After adjusting for multiple confounding factors, uric acid level and fructose consumption were each independently associated with NASH, and the researchers also found the only independent dietary risk factor for increased uric acid in the blood was fructose consumption.

“In this study, we show for the first time that uric acid concentrations and dietary fructose consumption are independently and positively associated with NASH,” said study author Valerio Nobili. “The development of NASH may markedly affect life expectancy and quality of life in affected individuals and therefore it is crucial to understand the risk factors for NASH in children and adolescents in order to design effective interventions which can be used safely to treat this young group of patients.”

Uric acid, chemically an antioxidant, in high concentrations can crystallise, causing pain and the condition known as gout.

“In the intestine, fructose intake alters the gut microbiome and enhances endotoxin translocation into the portal circulation via increased permeability of tight junctions. In the liver, fructose is rapidly metabolized, consuming adenosine triphosphate, which may result in increased adenosine monophosphate and inosine monophosphate (IMP) and conversion of IMP to uric acid,” the researchers wrote.

It is important to remember that refined and added sugars are the issue for high fructose intake – not the fructose naturally occurring in whole foods like fruit.

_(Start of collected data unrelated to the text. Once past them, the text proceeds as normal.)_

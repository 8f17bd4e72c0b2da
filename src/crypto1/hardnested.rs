//! Hardnested-attack precomputed state tables.
//!
//! Ground truth: `client/deps/hardnested/hardnested_tables.c` (Meijer &
//! Verdult's ciphertext-only attack on hardened MIFARE Classic cards). The
//! original is an offline, single-purpose generator expected to run for
//! hours to days over the full 2^24-state space; this port keeps its bitset
//! algorithms and data layout but takes `max_states` as a parameter instead
//! of a compile-time `TEST_RUN` `#define`, so the same code path is usable
//! both for a production-scale run and for a fast unit test over a
//! truncated space.

use crate::crypto1::filter;
use crate::util::parity::evenparity32;

pub const NUM_PART_SUMS: usize = 9;
pub const BITFLIP_2ND_BYTE: u16 = 0x0200;

const BITARRAY_BITS: u32 = 1 << 24;
const BITARRAY_WORDS: usize = 1 << 19;

#[derive(Debug, Clone, Copy, PartialEq, Eq)]
pub enum OddEven {
    Even = 0,
    Odd = 1,
}

/// A 2^24-bit packed bitset, MSB-first within each `u32` word (bit `index`
/// lives at `words[index >> 5]`, masked by `0x8000_0000 >> (index & 0x1f)`),
/// matching `set_bit24`/`test_bit24`.
#[derive(Clone)]
pub struct BitArray24 {
    words: Vec<u32>,
}

impl BitArray24 {
    pub fn new() -> Self {
        BitArray24 {
            words: vec![0u32; BITARRAY_WORDS],
        }
    }

    #[inline]
    pub fn test_bit(&self, index: u32) -> bool {
        self.words[(index >> 5) as usize] & (0x8000_0000u32 >> (index & 0x1f)) != 0
    }

    #[inline]
    pub fn set_bit(&mut self, index: u32) {
        self.words[(index >> 5) as usize] |= 0x8000_0000u32 >> (index & 0x1f);
    }

    pub fn or_with(&mut self, other: &BitArray24) {
        for (a, b) in self.words.iter_mut().zip(other.words.iter()) {
            *a |= *b;
        }
    }

    pub fn count_states(&self) -> u32 {
        self.words.iter().map(|w| w.count_ones()).sum()
    }

    pub fn words(&self) -> &[u32] {
        &self.words
    }
}

impl Default for BitArray24 {
    fn default() -> Self {
        Self::new()
    }
}

/// Finds the next set bit strictly after `state` (pass `u32::MAX` to find
/// the first), or `1<<24` when none remain.
pub fn next_state(bitset: &[u32], state: u32) -> u32 {
    let mut state = state.wrapping_add(1);
    if state == BITARRAY_BITS {
        return BITARRAY_BITS;
    }
    let mut index = (state >> 5) as usize;
    let mut bit = state & 0x1f;
    let mut line = bitset[index] << bit;
    while bit <= 0x1f {
        if line & 0x8000_0000 != 0 {
            return state;
        }
        state += 1;
        bit += 1;
        line <<= 1;
    }
    index += 1;
    while index < bitset.len() && bitset[index] == 0 && state < BITARRAY_BITS {
        index += 1;
        state += 0x20;
    }
    if state >= BITARRAY_BITS || index >= bitset.len() {
        return BITARRAY_BITS;
    }
    state + bitset[index].leading_zeros()
}

/// Finds the next *unset* bit strictly after `state`, complement of
/// [`next_state`].
pub fn next_not_state(bitset: &[u32], state: u32) -> u32 {
    let mut state = state.wrapping_add(1);
    if state == BITARRAY_BITS {
        return BITARRAY_BITS;
    }
    let mut index = (state >> 5) as usize;
    let mut bit = state & 0x1f;
    let mut line = bitset[index] << bit;
    while bit <= 0x1f {
        if line & 0x8000_0000 == 0 {
            return state;
        }
        state += 1;
        bit += 1;
        line <<= 1;
    }
    index += 1;
    while index < bitset.len() && bitset[index] == 0xFFFF_FFFF && state < BITARRAY_BITS {
        index += 1;
        state += 0x20;
    }
    if state >= BITARRAY_BITS || index >= bitset.len() {
        return BITARRAY_BITS;
    }
    state + (!bitset[index]).leading_zeros()
}

/// Sum (over the 16 low-bit completions of `state`) of the filter-function
/// parity contributed by the high 20 bits, split by odd/even register.
pub fn partial_sum_property(state: u32, odd_even: OddEven) -> u16 {
    let mut sum: u16 = 0;
    for j in 0u16..16 {
        let mut st = state;
        let mut part_sum: u16 = 0;
        if odd_even == OddEven::Odd {
            part_sum ^= filter(st) as u16;
            for i in 0u16..4 {
                st = (st << 1) | (((j >> (3 - i)) & 1) as u32);
                part_sum ^= filter(st) as u16;
            }
            part_sum ^= 1;
        } else {
            for i in 0u16..4 {
                st = (st << 1) | (((j >> (3 - i)) & 1) as u32);
                part_sum ^= filter(st) as u16;
            }
        }
        sum += part_sum;
    }
    sum
}

pub struct PartSumBitarrays {
    pub even: [BitArray24; NUM_PART_SUMS],
    pub odd: [BitArray24; NUM_PART_SUMS],
}

/// Builds, for each odd/even register and each possible partial-sum value
/// 0..9, the set of 24-bit states whose top 20 bits have that partial sum
/// (the low 4 bits are free, hence the `state<<4|low_bits` expansion).
pub fn init_part_sum_bitarrays() -> PartSumBitarrays {
    let mut even: [BitArray24; NUM_PART_SUMS] = std::array::from_fn(|_| BitArray24::new());
    let mut odd: [BitArray24; NUM_PART_SUMS] = std::array::from_fn(|_| BitArray24::new());
    for odd_even in [OddEven::Even, OddEven::Odd] {
        let target = match odd_even {
            OddEven::Even => &mut even,
            OddEven::Odd => &mut odd,
        };
        for state in 0u32..(1 << 20) {
            let part_sum_a0 = (partial_sum_property(state, odd_even) / 2) as usize;
            for low_bits in 0u32..16 {
                target[part_sum_a0].set_bit((state << 4) | low_bits);
            }
        }
    }
    PartSumBitarrays { even, odd }
}

pub struct SumBitarrays {
    pub even: BitArray24,
    pub odd: BitArray24,
}

/// Combines the partial-sum tables for every `(p, q)` pair whose
/// `2p(16-2q)+(16-2p)2q` decomposition equals `sum_a0`, the total-sum
/// property a nested-auth nonce stream must satisfy.
pub fn init_sum_bitarray(parts: &PartSumBitarrays, sum_a0: i32) -> SumBitarrays {
    let mut even = BitArray24::new();
    let mut odd = BitArray24::new();
    for p in 0..NUM_PART_SUMS {
        for q in 0..NUM_PART_SUMS {
            let (pi, qi) = (p as i32, q as i32);
            if sum_a0 == 2 * pi * (16 - 2 * qi) + (16 - 2 * pi) * 2 * qi {
                even.or_with(&parts.even[q]);
                odd.or_with(&parts.odd[p]);
            }
        }
    }
    SumBitarrays { even, odd }
}

/// Runs the 9-bit delta-state keystream model used to decide whether a
/// given `(even_state, odd_state)` pair is consistent with `nt_pattern`'s
/// bitflip property, mirroring the inner loop of
/// `precalculate_bit0_bitflip_bitarrays`.
fn decrypt_9_bits(even_state: u32, odd_state: u32, nt_pattern: u16) -> u16 {
    let mut cs_odd = odd_state >> 4;
    let mut cs_even = even_state >> 4;
    let mut delta_odd: u8 = 0;
    let mut delta_even: u8 = 0;
    let mut keystream: u16 = 0;

    for i in 0u32..9 {
        let ks_bit = filter(cs_odd & 0x000F_FFFF) ^ filter((cs_odd & 0x000F_FFFF) ^ delta_odd as u32);
        keystream = (keystream << 1) | ks_bit as u16;
        let nt_bit = (((nt_pattern >> i) & 1) as u8) ^ ks_bit;
        let lfsr_feedback = ((delta_odd >> 2) & 1) ^ ((delta_even >> 2) & 1) ^ ((delta_odd >> 3) & 1);
        let new_delta_even = (delta_even << 1) | (lfsr_feedback ^ nt_bit);
        let tmp = delta_odd;
        delta_odd = new_delta_even;
        delta_even = tmp;

        cs_even = cs_odd;
        cs_odd = if i & 1 == 1 {
            odd_state >> ((7 - i) / 2)
        } else {
            even_state >> ((7 - i) / 2)
        };
    }
    let _ = cs_even;
    keystream
}

fn build_2nd_byte_bitarray(bits: &BitArray24) -> BitArray24 {
    let mut out = BitArray24::new();
    let mut state: u32 = 0;
    while state < BITARRAY_BITS {
        let line = bits.words()[(state >> 5) as usize];
        let half_line: u16 = if state & 0x10 != 0 {
            (line & 0x0000_FFFF) as u16
        } else {
            (line >> 16) as u16
        };
        if half_line != 0 {
            for low_bits in 0u32..16 {
                out.set_bit((low_bits << 20) | (state >> 4));
            }
        }
        state += 1 << 4;
    }
    out
}

#[derive(Debug, Clone, Copy)]
pub struct BitflipEntry {
    pub odd_even: OddEven,
    pub bitflip: u16,
    pub sum_a0: i32,
    pub count: u32,
}

pub struct BitflipTableSet {
    pub tables: Vec<(BitflipEntry, BitArray24)>,
}

impl BitflipTableSet {
    fn push_if_eliminates_states(&mut self, odd_even: OddEven, bitflip: u16, sum_a0: i32, bits: BitArray24) {
        let count = bits.count_states();
        if count != BITARRAY_BITS {
            self.tables.push((
                BitflipEntry {
                    odd_even,
                    bitflip,
                    sum_a0,
                    count,
                },
                bits,
            ));
        }
    }
}

/// Computes the bitflip-property state tables for `bitflip` (and its
/// complement `bitflip|0x100`, and each one's "2nd byte" derivative), over
/// `sum_bitarrays`-restricted states. `max_states` truncates the outer
/// even-state sweep (the original hardcodes `1<<23`; pass `None` for that
/// production default, or a small value in tests).
pub fn precalculate_bit0_bitflip_bitarrays(
    bitflip: u16,
    sum_a0: i32,
    sum_bitarrays: &SumBitarrays,
    max_states: Option<u32>,
) -> BitflipTableSet {
    let num_test_states = max_states.unwrap_or(1 << 23);
    let mut test_bitarray = [BitArray24::new(), BitArray24::new()];
    let mut test_not_bitarray = [BitArray24::new(), BitArray24::new()];
    let mut all_odd_states_possible_for_notbitflip = false;

    let even_idx = OddEven::Even as usize;
    let odd_idx = OddEven::Odd as usize;

    let mut even_state = next_state(sum_bitarrays.even.words(), u32::MAX);
    while even_state < num_test_states {
        let mut even_state_is_possible = false;
        let mut odd_state = next_state(sum_bitarrays.odd.words(), u32::MAX);
        while odd_state < BITARRAY_BITS {
            if even_state_is_possible && test_bitarray[odd_idx].test_bit(odd_state) {
                odd_state = next_state(test_bitarray[odd_idx].words(), odd_state);
                continue;
            }
            let keystream = decrypt_9_bits(even_state, odd_state, bitflip);
            if evenparity32(keystream as u32) == evenparity32(bitflip as u32) {
                even_state_is_possible = true;
                test_bitarray[even_idx].set_bit(even_state);
                test_bitarray[even_idx].set_bit((1 << 23) | even_state);
                test_bitarray[odd_idx].set_bit(odd_state);
            } else {
                test_not_bitarray[even_idx].set_bit(even_state);
                test_not_bitarray[even_idx].set_bit((1 << 23) | even_state);
                test_not_bitarray[odd_idx].set_bit(odd_state);
            }
            odd_state = next_state(test_bitarray[odd_idx].words(), odd_state);
        }
        if !even_state_is_possible {
            all_odd_states_possible_for_notbitflip = true;
        }
        even_state = next_state(sum_bitarrays.even.words(), even_state);
    }
    let _ = all_odd_states_possible_for_notbitflip;

    let mut out = BitflipTableSet { tables: Vec::new() };
    for (odd_even, idx) in [(OddEven::Even, even_idx), (OddEven::Odd, odd_idx)] {
        let bits = test_bitarray[idx].clone();
        if bits.count_states() != BITARRAY_BITS {
            let second = build_2nd_byte_bitarray(&bits);
            out.push_if_eliminates_states(odd_even, bitflip | BITFLIP_2ND_BYTE, sum_a0, second);
        }
        out.push_if_eliminates_states(odd_even, bitflip, sum_a0, bits);
    }

    // Second pass: the "not bitflip" property (bitflip | 0x100).
    let not_bitflip = bitflip | 0x100;
    let mut even_state = next_state(sum_bitarrays.even.words(), u32::MAX);
    while even_state < num_test_states {
        let mut even_state_is_possible = test_not_bitarray[even_idx].test_bit(even_state);
        let mut odd_state = next_state(sum_bitarrays.odd.words(), u32::MAX);
        while odd_state < BITARRAY_BITS {
            if even_state_is_possible {
                if all_odd_states_possible_for_notbitflip {
                    break;
                }
                if test_not_bitarray[odd_idx].test_bit(odd_state) {
                    odd_state = next_state(sum_bitarrays.odd.words(), odd_state);
                    continue;
                }
            }
            let keystream = decrypt_9_bits(even_state, odd_state, not_bitflip);
            if evenparity32(keystream as u32) != evenparity32(bitflip as u32) {
                even_state_is_possible = true;
                test_not_bitarray[even_idx].set_bit(even_state);
                test_not_bitarray[even_idx].set_bit((1 << 23) | even_state);
                test_not_bitarray[odd_idx].set_bit(odd_state);
            }
            odd_state = next_state(sum_bitarrays.odd.words(), odd_state);
        }
        even_state = next_state(sum_bitarrays.even.words(), even_state);
    }

    for (odd_even, idx) in [(OddEven::Even, even_idx), (OddEven::Odd, odd_idx)] {
        let bits = test_not_bitarray[idx].clone();
        if bits.count_states() != BITARRAY_BITS {
            let second = build_2nd_byte_bitarray(&bits);
            out.push_if_eliminates_states(odd_even, not_bitflip | BITFLIP_2ND_BYTE, sum_a0, second);
        }
        out.push_if_eliminates_states(odd_even, not_bitflip, sum_a0, bits);
    }

    out
}

/// Filename convention for a precomputed table (`write_bitflips_file`).
pub fn bitflip_filename(entry: &BitflipEntry) -> String {
    format!(
        "bitflip_{}_{:03x}_sum{}_states.bin",
        entry.odd_even as u8, entry.bitflip, entry.sum_a0
    )
}

/// Serializes a table to the on-disk layout: a little-endian `u32` state
/// count followed by the raw bitset words.
pub fn serialize_bitflip_table(count: u32, bits: &BitArray24) -> Vec<u8> {
    let mut out = Vec::with_capacity(4 + bits.words().len() * 4);
    out.extend_from_slice(&count.to_le_bytes());
    for w in bits.words() {
        out.extend_from_slice(&w.to_le_bytes());
    }
    out
}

Sugar in fruit is packaged and delivered to the body alongside fibre, minerals, vitamins, and phytonutrients, altering the way it is digested, absorbed and impacts in the body.

Pediatric Endocrinologist Prof. Robert Lustig published an article several years back, likening the effects of ethanol (alcohol) and excess free fructose (and it is not limited to the liver).6

170120_TSF_OH and Fructose Affects on Body

Studies like this highlight the importance of taking care of what our kids and teens have access to. Education is critical for them to understand the short and long-term implications of consuming too much discretionary food in place of the real stuff, and how to identify the added sugars in seemingly healthy foods.

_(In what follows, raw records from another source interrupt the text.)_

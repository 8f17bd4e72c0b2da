//! ISO/IEC 15693 framing: flag byte (datarate/subcarrier/inventory/slot/
//! addressed/option bits), 8-byte low-endian UID addressing, CRC-15693
//! trailer (spec §4.2, §4.6).

use crate::error::CoreError;
use crate::frame::Frame;
use crate::util::crc::{append, check, Crc16Kind};

pub mod flag {
    pub const SUBCARRIER_DUAL: u8 = 1 << 0;
    pub const DATA_RATE_HIGH: u8 = 1 << 1;
    pub const INVENTORY: u8 = 1 << 2;
    pub const PROTOCOL_EXTENSION: u8 = 1 << 3;
    /// Meaning of bit 4 depends on `INVENTORY`: AFI-present when inventory,
    /// addressed-mode otherwise.
    pub const AFI_PRESENT_OR_ADDRESSED: u8 = 1 << 4;
    /// Meaning of bit 5 depends on `INVENTORY`: 16-slot selection vs option.
    pub const NB_SLOTS_OR_SELECT: u8 = 1 << 5;
    pub const OPTION: u8 = 1 << 6;
}

pub const CMD_INVENTORY: u8 = 0x01;
pub const CMD_READ_SINGLE_BLOCK: u8 = 0x20;
pub const CMD_WRITE_SINGLE_BLOCK: u8 = 0x21;
pub const CMD_GET_SYSTEM_INFO: u8 = 0x2B;

/// Builds an addressed request: flags, command, 8-byte low-endian UID, then
/// whatever command-specific bytes the caller supplies, with CRC-15693
/// appended.
pub fn encode_addressed_request(flags: u8, command: u8, uid: [u8; 8], extra: &[u8]) -> Frame {
    let mut data = Vec::with_capacity(2 + 8 + extra.len() + 2);
    data.push(flags | flag::AFI_PRESENT_OR_ADDRESSED);
    data.push(command);
    let mut uid_le = uid;
    uid_le.reverse(); // UID is transmitted low-endian; stored high-to-low here
    data.extend_from_slice(&uid_le);
    data.extend_from_slice(extra);
    append(Crc16Kind::Iso15693, &mut data);
    Frame::whole_bytes(data)
}

/// Builds a non-addressed (broadcast) request: flags, command, then
/// command-specific bytes, CRC-15693 appended.
pub fn encode_unaddressed_request(flags: u8, command: u8, extra: &[u8]) -> Frame {
    let mut data = Vec::with_capacity(2 + extra.len() + 2);
    data.push(flags & !flag::AFI_PRESENT_OR_ADDRESSED);
    data.push(command);
    data.extend_from_slice(extra);
    append(Crc16Kind::Iso15693, &mut data);
    Frame::whole_bytes(data)
}

pub fn decode_frame(data: &[u8]) -> Result<Frame, CoreError> {
    if data.len() < 2 || !check(Crc16Kind::Iso15693, data) {
        return Err(CoreError::CrcFail);
    }
    Ok(Frame::whole_bytes(data.to_vec()))
}

/// Inventory reply is 12 bytes: flags/DSFID byte, 8-byte UID, CRC (spec
/// §4.6: "expect 12-byte reply (DSFID+UID+CRC)").
pub fn decode_inventory_reply(data: &[u8]) -> Result<(u8, [u8; 8]), CoreError> {
    let frame = decode_frame(data)?;
    if frame.data.len() != 12 {
        return Err(CoreError::WrongLength {
            got: frame.data.len(),
            expected: 12,
        });
    }
    let dsfid = frame.data[0];
    let mut uid = [0u8; 8];
    uid.copy_from_slice(&frame.data[1..9]);
    uid.reverse(); // back to high-to-low storage order
    Ok((dsfid, uid))
}

#[cfg(test)]
mod tests {
    use super::*;

    #[test]
    fn addressed_request_roundtrips() {
        let uid = [0x01, 0x02, 0x03, 0x04, 0x05, 0x06, 0x07, 0x08];
        let f = encode_addressed_request(flag::DATA_RATE_HIGH, CMD_READ_SINGLE_BLOCK, uid, &[0x00]);
        assert!(decode_frame(&f.data).is_ok());
        assert_eq!(f.data[1], CMD_READ_SINGLE_BLOCK);
    }

    #[test]
    fn inventory_reply_shape() {
        let mut data = vec![0x00u8, 1, 2, 3, 4, 5, 6, 7, 8];
        append(Crc16Kind::Iso15693, &mut data);
        let (dsfid, uid) = decode_inventory_reply(&data).unwrap();
        assert_eq!(dsfid, 0x00);
        assert_eq!(uid, [8, 7, 6, 5, 4, 3, 2, 1]);
    }
}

So, love your liver and go easy on the sweet stuff.

By Angela Johnson (BHSc Nut. Med.)

 

References:

  1. Better Health Channel 2012, Liver- fatty liver disease, viewed 15 February 2017, <https://www.betterhealth.vic.gov.au/health/conditionsandtreatments/liver-fatty-liver-disease>.
  2. Cleveland Clinic 2013, Nonalcoholic fatty liver disease, viewed 15 February 2017, <http://www.clevelandclinicmeded.com/medicalpubs/diseasemanagement/hepatology/nonalcoholic-fatty-liver-disease/>.
  3. Dyson, JK, Anstee, QM, & McPherson, S 2014, ‘Non-alcoholic fatty liver disease: a practical approach to diagnosis and staging’, Frontline Gastroenterology, vol. 5, no. 3, pp. 211-218.
  4. Bellentani, S, Scaglioni, F, Marino, M, & Bedogni, G 2010, ‘Epidemiology of non-alcoholic fatty liver disease’, Digestive Diseases (Basel, Switzerland), vol. 28, no. 1, pp. 155-161.
  5. Mosca, A et al. 2017, ‘Serum uric acid concentrations and fructose consumption are independently associated with NASH in children and adolescents’, Journal of Hepatology, [ePub ahead of print].
  6. Lustig, RH 2010, ‘Fructose: Metabolic, Hedonic, and Societal Parallels with Ethanol’, Journal of the American Dietetic Association, no. 9, p. 1307.